Sensitivity to Perturbations: LIME’s sensitivity to perturbations in input data samples can lead to inconsistent explanations and require careful interpretation due to its varying explanations for similar instances.
Limited Global Understanding: LIME offers individual predictions but may not provide a comprehensive model understanding due to its focus on local interpretability and not capturing global trends or data relationships.

The complete code used in this blog can be found on Github

Conclusion

In summary, achieving a balance between the accuracy and explainability of machine learning models is vital. This not only fosters trust among stakeholders but also boosts the confidence of data science teams in the model’s performance, as they can justify its predictions. Tools like LIME play a crucial role by providing clear and easy explanations that are essential for driving innovation and solving complex problems.

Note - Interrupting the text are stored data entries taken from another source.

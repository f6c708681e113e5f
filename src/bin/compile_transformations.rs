use anyhow::Context;
use pipeline_config_compiler::compile_transformations;
use std::io::{self, Read};

/// Read a JSON array of transformation statements from stdin and print the compiled
/// descriptors as JSON.
fn main() -> anyhow::Result<()> {
    env_logger::init();

    let mut input = String::new();
    io::stdin()
        .read_to_string(&mut input)
        .context("Failed to read from stdin")?;

    let statements: Vec<String> =
        serde_json::from_str(&input).context("Expected a JSON array of statements")?;
    let compiled = compile_transformations(&statements)?;

    println!("{}", serde_json::to_string_pretty(&compiled)?);
    Ok(())
}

I hope you liked the article and found it helpful.

Connect with me

Collection of blogs

Data Science Using Python and R
Python For Finance
App Development Using Python
GeoSpatial Analysis Using Python

FAQs

Q1: Why do machine learning models need to be explainable?
A1: Explainability is crucial for users to trust and understand how models make predictions. It provides transparency into the decision-making process, helping users validate the model’s outputs and identify potential biases or errors.

Q2: What are the benefits of balancing accuracy and explainability in machine learning models?
A2: The model’s reliability and understandability are ensured by balancing accuracy and explainability, fostering confidence in its performance and facilitating its adoption across various business functions and industries.

Q3: How does LIME contribute to model explainability?
A3: LIME is a powerful tool that provides clear, intuitive explanations for model predictions by perturbing input data around specific instances, allowing users to understand the factors driving individual predictions.

Q4: Is it possible for models to be accurate and explainable at the same time?
A4: Yes, LIME enables high accuracy and interpretability in machine learning models, balancing complexity with transparency by providing clear explanations for predictions, thereby enhancing user experience.

Q5: How can businesses leverage explainable machine learning models for problem-solving?
A5: Explainable machine learning models enable businesses to make informed decisions, optimize processes, and drive innovation by providing transparent insights and understanding the rationale behind model predictions.